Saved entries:
▬▬▬
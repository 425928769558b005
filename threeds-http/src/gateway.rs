//! Reqwest-backed gateway transport.
//!
//! [`GatewayTransport`] implements [`Transport`] by POSTing JSON bodies to
//! the merchant's gateway, attaching the session's authorization as a
//! bearer header on every request.

use std::time::Duration;

use reqwest::header::{CONTENT_TYPE, HeaderValue};
use url::Url;

use crate::transport::{BoxFuture, Transport, TransportError};

/// Configuration for [`GatewayTransport`].
pub struct GatewayConfig {
    /// Gateway base URL (e.g. `https://gateway.example.com/merchants/abc/client_api/`).
    pub url: String,

    /// HTTP request timeout.
    pub timeout: Duration,

    /// Opaque authorization token sent as a bearer `Authorization` header.
    /// Token contents are never inspected here.
    pub authorization: Option<String>,

    /// Optional pre-configured reqwest client. If `None`, a new client is
    /// created with the configured timeout.
    pub http_client: Option<reqwest::Client>,
}

impl GatewayConfig {
    /// Creates a config for the given gateway base URL.
    #[must_use]
    pub fn new(url: impl Into<String>) -> Self {
        Self {
            url: url.into(),
            timeout: Duration::from_secs(30),
            authorization: None,
            http_client: None,
        }
    }

    /// Sets the request timeout.
    #[must_use]
    pub fn with_timeout(mut self, timeout: Duration) -> Self {
        self.timeout = timeout;
        self
    }

    /// Sets the authorization token.
    #[must_use]
    pub fn with_authorization(mut self, token: impl Into<String>) -> Self {
        self.authorization = Some(token.into());
        self
    }

    /// Sets a pre-configured reqwest client.
    #[must_use]
    pub fn with_http_client(mut self, client: reqwest::Client) -> Self {
        self.http_client = Some(client);
        self
    }
}

impl std::fmt::Debug for GatewayConfig {
    fn fmt(&self, f: &mut std::fmt::Formatter<'_>) -> std::fmt::Result {
        f.debug_struct("GatewayConfig")
            .field("url", &self.url)
            .field("timeout", &self.timeout)
            .field("has_authorization", &self.authorization.is_some())
            .field("has_http_client", &self.http_client.is_some())
            .finish()
    }
}

/// Async HTTP transport for the merchant gateway.
pub struct GatewayTransport {
    base_url: Url,
    authorization: Option<String>,
    client: reqwest::Client,
}

impl GatewayTransport {
    /// Creates a transport from the given configuration.
    ///
    /// The base URL is normalized to end with a single `/` so relative
    /// endpoint paths join below it instead of replacing its last segment.
    ///
    /// # Errors
    ///
    /// Returns an error if the base URL does not parse or the HTTP client
    /// cannot be constructed.
    pub fn try_new(config: GatewayConfig) -> Result<Self, TransportError> {
        let mut normalized = config.url.trim_end_matches('/').to_owned();
        normalized.push('/');
        let base_url = Url::parse(&normalized).map_err(|e| TransportError::UrlParse {
            context: "parsing gateway base url",
            source: e,
        })?;

        let client = match config.http_client {
            Some(client) => client,
            None => reqwest::Client::builder()
                .timeout(config.timeout)
                .redirect(reqwest::redirect::Policy::limited(10))
                .build()
                .map_err(|e| TransportError::Http {
                    context: "building http client",
                    source: e,
                })?,
        };

        Ok(Self {
            base_url,
            authorization: config.authorization,
            client,
        })
    }

    /// Returns the normalized gateway base URL.
    #[must_use]
    pub fn base_url(&self) -> &Url {
        &self.base_url
    }
}

impl std::fmt::Debug for GatewayTransport {
    fn fmt(&self, f: &mut std::fmt::Formatter<'_>) -> std::fmt::Result {
        f.debug_struct("GatewayTransport")
            .field("base_url", &self.base_url.as_str())
            .field("has_authorization", &self.authorization.is_some())
            .finish_non_exhaustive()
    }
}

/// Converts a string URL into a transport with default settings.
impl TryFrom<&str> for GatewayTransport {
    type Error = TransportError;

    fn try_from(value: &str) -> Result<Self, Self::Error> {
        Self::try_new(GatewayConfig::new(value))
    }
}

impl Transport for GatewayTransport {
    fn post<'a>(
        &'a self,
        path: &'a str,
        body: &'a str,
    ) -> BoxFuture<'a, Result<String, TransportError>> {
        Box::pin(async move {
            let url = self
                .base_url
                .join(path)
                .map_err(|e| TransportError::UrlParse {
                    context: "joining endpoint path",
                    source: e,
                })?;

            let mut request = self
                .client
                .post(url)
                .header(CONTENT_TYPE, HeaderValue::from_static("application/json"))
                .body(body.to_owned());
            if let Some(token) = &self.authorization {
                request = request.bearer_auth(token);
            }

            let response = request.send().await.map_err(|e| TransportError::Http {
                context: "lookup request",
                source: e,
            })?;

            let status = response.status();
            let text = response
                .text()
                .await
                .map_err(|e| TransportError::ResponseBodyRead {
                    context: "lookup response",
                    source: e,
                })?;

            if status.is_success() {
                Ok(text)
            } else {
                Err(TransportError::HttpStatus {
                    context: "lookup request",
                    status,
                    body: text,
                })
            }
        })
    }
}

#[cfg(test)]
mod tests {
    use super::*;
    use wiremock::matchers::{body_string, header, method, path};
    use wiremock::{Mock, MockServer, ResponseTemplate};

    #[tokio::test]
    async fn posts_body_verbatim_with_json_content_type() {
        let server = MockServer::start().await;

        Mock::given(method("POST"))
            .and(path("/payment_methods/a-nonce/three_d_secure/lookup"))
            .and(header("content-type", "application/json"))
            .and(body_string(r#"{"amount":"1.00"}"#))
            .respond_with(ResponseTemplate::new(200).set_body_string("ok-body"))
            .expect(1)
            .mount(&server)
            .await;

        let transport = GatewayTransport::try_from(server.uri().as_str()).unwrap();
        let body = transport
            .post(
                "payment_methods/a-nonce/three_d_secure/lookup",
                r#"{"amount":"1.00"}"#,
            )
            .await
            .unwrap();

        assert_eq!(body, "ok-body");
    }

    #[tokio::test]
    async fn sends_authorization_as_bearer_header() {
        let server = MockServer::start().await;

        Mock::given(method("POST"))
            .and(header("authorization", "Bearer client-token"))
            .respond_with(ResponseTemplate::new(200).set_body_string("{}"))
            .expect(1)
            .mount(&server)
            .await;

        let transport = GatewayTransport::try_new(
            GatewayConfig::new(server.uri()).with_authorization("client-token"),
        )
        .unwrap();

        transport.post("endpoint", "{}").await.unwrap();
    }

    #[tokio::test]
    async fn non_success_status_carries_body_text() {
        let server = MockServer::start().await;

        Mock::given(method("POST"))
            .respond_with(ResponseTemplate::new(422).set_body_string("rejected"))
            .mount(&server)
            .await;

        let transport = GatewayTransport::try_from(server.uri().as_str()).unwrap();
        let error = transport.post("endpoint", "{}").await.unwrap_err();

        match error {
            TransportError::HttpStatus { status, body, .. } => {
                assert_eq!(status.as_u16(), 422);
                assert_eq!(body, "rejected");
            }
            other => panic!("unexpected error: {other:?}"),
        }
    }

    #[test]
    fn base_url_gains_single_trailing_slash() {
        let transport = GatewayTransport::try_from("https://gateway.example.com/client_api//")
            .unwrap();
        assert_eq!(
            transport.base_url().as_str(),
            "https://gateway.example.com/client_api/"
        );
    }

    #[test]
    fn invalid_base_url_is_rejected() {
        let error = GatewayTransport::try_from("not a url").unwrap_err();
        assert!(matches!(error, TransportError::UrlParse { .. }));
    }
}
▬▬▬
> WHAT THE TASK ASKS: The records above should be repeated in full, exactly as given.

> ANSWER TO THIS TASK:
repository 425928769558b005
filename threeds-http/src/gateway.rs
//! Reqwest-backed gateway transport.
//!
//! [`GatewayTransport`] implements [`Transport`] by POSTing JSON bodies to
//! the merchant's gateway, attaching the session's authorization as a
//! bearer header on every request.

use std::time::Duration;

use reqwest::header::{CONTENT_TYPE, HeaderValue};
use url::Url;

use crate::transport::{BoxFuture, Transport, TransportError};

/// Configuration for [`GatewayTransport`].
pub struct GatewayConfig {
    /// Gateway base URL (e.g. `https://gateway.example.com/merchants/abc/client_api/`).
    pub url: String,

    /// HTTP request timeout.
    pub timeout: Duration,

    /// Opaque authorization token sent as a bearer `Authorization` header.
    /// Token contents are never inspected here.
    pub authorization: Option<String>,

    /// Optional pre-configured reqwest client. If `None`, a new client is
    /// created with the configured timeout.
    pub http_client: Option<reqwest::Client>,
}

impl GatewayConfig {
    /// Creates a config for the given gateway base URL.
    #[must_use]
    pub fn new(url: impl Into<String>) -> Self {
        Self {
            url: url.into(),
            timeout: Duration::from_secs(30),
            authorization: None,
            http_client: None,
        }
    }

    /// Sets the request timeout.
    #[must_use]
    pub fn with_timeout(mut self, timeout: Duration) -> Self {
        self.timeout = timeout;
        self
    }

    /// Sets the authorization token.
    #[must_use]
    pub fn with_authorization(mut self, token: impl Into<String>) -> Self {
        self.authorization = Some(token.into());
        self
    }

    /// Sets a pre-configured reqwest client.
    #[must_use]
    pub fn with_http_client(mut self, client: reqwest::Client) -> Self {
        self.http_client = Some(client);
        self
    }
}

impl std::fmt::Debug for GatewayConfig {
    fn fmt(&self, f: &mut std::fmt::Formatter<'_>) -> std::fmt::Result {
        f.debug_struct("GatewayConfig")
            .field("url", &self.url)
            .field("timeout", &self.timeout)
            .field("has_authorization", &self.authorization.is_some())
            .field("has_http_client", &self.http_client.is_some())
            .finish()
    }
}

/// Async HTTP transport for the merchant gateway.
pub struct GatewayTransport {
    base_url: Url,
    authorization: Option<String>,
    client: reqwest::Client,
}

impl GatewayTransport {
    /// Creates a transport from the given configuration.
    ///
    /// The base URL is normalized to end with a single `/` so relative
    /// endpoint paths join below it instead of replacing its last segment.
    ///
    /// # Errors
    ///
    /// Returns an error if the base URL does not parse or the HTTP client
    /// cannot be constructed.
    pub fn try_new(config: GatewayConfig) -> Result<Self, TransportError> {
        let mut normalized = config.url.trim_end_matches('/').to_owned();
        normalized.push('/');
        let base_url = Url::parse(&normalized).map_err(|e| TransportError::UrlParse {
            context: "parsing gateway base url",
            source: e,
        })?;

        let client = match config.http_client {
            Some(client) => client,
            None => reqwest::Client::builder()
                .timeout(config.timeout)
                .redirect(reqwest::redirect::Policy::limited(10))
                .build()
                .map_err(|e| TransportError::Http {
                    context: "building http client",
                    source: e,
                })?,
        };

        Ok(Self {
            base_url,
            authorization: config.authorization,
            client,
        })
    }

    /// Returns the normalized gateway base URL.
    #[must_use]
    pub fn base_url(&self) -> &Url {
        &self.base_url
    }
}

impl std::fmt::Debug for GatewayTransport {
    fn fmt(&self, f: &mut std::fmt::Formatter<'_>) -> std::fmt::Result {
        f.debug_struct("GatewayTransport")
            .field("base_url", &self.base_url.as_str())
            .field("has_authorization", &self.authorization.is_some())
            .finish_non_exhaustive()
    }
}

/// Converts a string URL into a transport with default settings.
impl TryFrom<&str> for GatewayTransport {
    type Error = TransportError;

    fn try_from(value: &str) -> Result<Self, Self::Error> {
        Self::try_new(GatewayConfig::new(value))
    }
}

impl Transport for GatewayTransport {
    fn post<'a>(
        &'a self,
        path: &'a str,
        body: &'a str,
    ) -> BoxFuture<'a, Result<String, TransportError>> {
        Box::pin(async move {
            let url = self
                .base_url
                .join(path)
                .map_err(|e| TransportError::UrlParse {
                    context: "joining endpoint path",
                    source: e,
                })?;

            let mut request = self
                .client
                .post(url)
                .header(CONTENT_TYPE, HeaderValue::from_static("application/json"))
                .body(body.to_owned());
            if let Some(token) = &self.authorization {
                request = request.bearer_auth(token);
            }

            let response = request.send().await.map_err(|e| TransportError::Http {
                context: "lookup request",
                source: e,
            })?;

            let status = response.status();
            let text = response
                .text()
                .await
                .map_err(|e| TransportError::ResponseBodyRead {
                    context: "lookup response",
                    source: e,
                })?;

            if status.is_success() {
                Ok(text)
            } else {
                Err(TransportError::HttpStatus {
                    context: "lookup request",
                    status,
                    body: text,
                })
            }
        })
    }
}

#[cfg(test)]
mod tests {
    use super::*;
    use wiremock::matchers::{body_string, header, method, path};
    use wiremock::{Mock, MockServer, ResponseTemplate};

    #[tokio::test]
    async fn posts_body_verbatim_with_json_content_type() {
        let server = MockServer::start().await;

        Mock::given(method("POST"))
            .and(path("/payment_methods/a-nonce/three_d_secure/lookup"))
            .and(header("content-type", "application/json"))
            .and(body_string(r#"{"amount":"1.00"}"#))
            .respond_with(ResponseTemplate::new(200).set_body_string("ok-body"))
            .expect(1)
            .mount(&server)
            .await;

        let transport = GatewayTransport::try_from(server.uri().as_str()).unwrap();
        let body = transport
            .post(
                "payment_methods/a-nonce/three_d_secure/lookup",
                r#"{"amount":"1.00"}"#,
            )
            .await
            .unwrap();

        assert_eq!(body, "ok-body");
    }

    #[tokio::test]
    async fn sends_authorization_as_bearer_header() {
        let server = MockServer::start().await;

        Mock::given(method("POST"))
            .and(header("authorization", "Bearer client-token"))
            .respond_with(ResponseTemplate::new(200).set_body_string("{}"))
            .expect(1)
            .mount(&server)
            .await;

        let transport = GatewayTransport::try_new(
            GatewayConfig::new(server.uri()).with_authorization("client-token"),
        )
        .unwrap();

        transport.post("endpoint", "{}").await.unwrap();
    }

    #[tokio::test]
    async fn non_success_status_carries_body_text() {
        let server = MockServer::start().await;

        Mock::given(method("POST"))
            .respond_with(ResponseTemplate::new(422).set_body_string("rejected"))
            .mount(&server)
            .await;

        let transport = GatewayTransport::try_from(server.uri().as_str()).unwrap();
        let error = transport.post("endpoint", "{}").await.unwrap_err();

        match error {
            TransportError::HttpStatus { status, body, .. } => {
                assert_eq!(status.as_u16(), 422);
                assert_eq!(body, "rejected");
            }
            other => panic!("unexpected error: {other:?}"),
        }
    }

    #[test]
    fn base_url_gains_single_trailing_slash() {
        let transport = GatewayTransport::try_from("https://gateway.example.com/client_api//")
            .unwrap();
        assert_eq!(
            transport.base_url().as_str(),
            "https://gateway.example.com/client_api/"
        );
    }

    #[test]
    fn invalid_base_url_is_rejected() {
        let error = GatewayTransport::try_from("not a url").unwrap_err();
        assert!(matches!(error, TransportError::UrlParse { .. }));
    }
}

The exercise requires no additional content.